Jürgen Klopp foi um médico falhado (não teve média suficiente para seguir medicina) e um jogador de futebol mediano (atuava como central), como um dia se intitulou: "Como jogador tinha a habilidade de um futebolista de V divisão, com o cérebro de atleta de I Divisão. O resultado foi um futebolista de II Divisão." Representou durante 11 anos o Mainz e depois esteve oito anos como treinador do clube alemão, levando a equipa ao principal escalão do futebol germânico e chegando inclusivamente a posições que permitiram ao Mainz jogar na Taça UEFA em 2005-06.
Em 2007-08, o clube baixou novamente ao segundo escalão, mas, apesar de propostas melhores, manteve-se no cargo, demitindo-se no final da temporada depois de não ter conseguido subir de divisão. Depois, a história é conhecida. Seguiu-se o Borussia Dortmund e o Liverpool a partir de 2015. Antes do Dortmund, chegou a estar nos planos do Hamburgo, mas acabou por ser descartado alegadamente devido à sua imagem pouco cuidada, sempre com a barba por fazer e por na altura andar sempre com um gorro de basebol.

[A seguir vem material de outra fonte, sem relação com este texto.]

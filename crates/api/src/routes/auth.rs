use axum::extract::State;
use axum::routing::{get, post};
use axum::{Json, Router};
use serde::Deserialize;
use tokatsu_core::auth::{AdminUser, Session};

use crate::error::ApiResult;
use crate::middleware::auth::AdminSession;
use crate::state::AppState;

pub fn routes() -> Router<AppState> {
    Router::new()
        .route("/auth/login", post(login))
        .route("/auth/me", get(me))
}

#[derive(Debug, Deserialize)]
struct LoginRequest {
    email: String,
    password: String,
}

/// POST /api/auth/login
///
/// Exchange admin credentials for a session token.
async fn login(
    State(state): State<AppState>,
    Json(body): Json<LoginRequest>,
) -> ApiResult<Json<Session>> {
    let user = state.authenticator().sign_in(&body.email, &body.password)?;
    let session = state.sessions().issue(&user)?;
    Ok(Json(session))
}

/// GET /api/auth/me
async fn me(AdminSession(user): AdminSession) -> Json<AdminUser> {
    Json(user)
}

O tão ambicionado título de campeão inglês, que o Liverpool perseguia há 30 anos, chegou finalmente nesta quinta-feira, com a equipa a festejar no sofá. Uma missão cumprida por Klopp após quase cinco anos no cargo, depois de um oitavo lugar na sua primeira temporada, dois quartos lugares nas épocas 2016-17 e 2017-18 e de um segundo posto na última temporada.
Este é o quarto título do técnico germânico pelos reds (o primeiro a nível de campeonato inglês), depois da Liga dos Campeões 2018-19, da Supertaça Europeia (2019) e do Mundial de Clubes (2019), prova na qual derrotou na final o Flamengo de Jorge Jesus.
Entre os campeões também há um português, Vítor Matos, que integra a equipa técnica de Jurgen Klopp.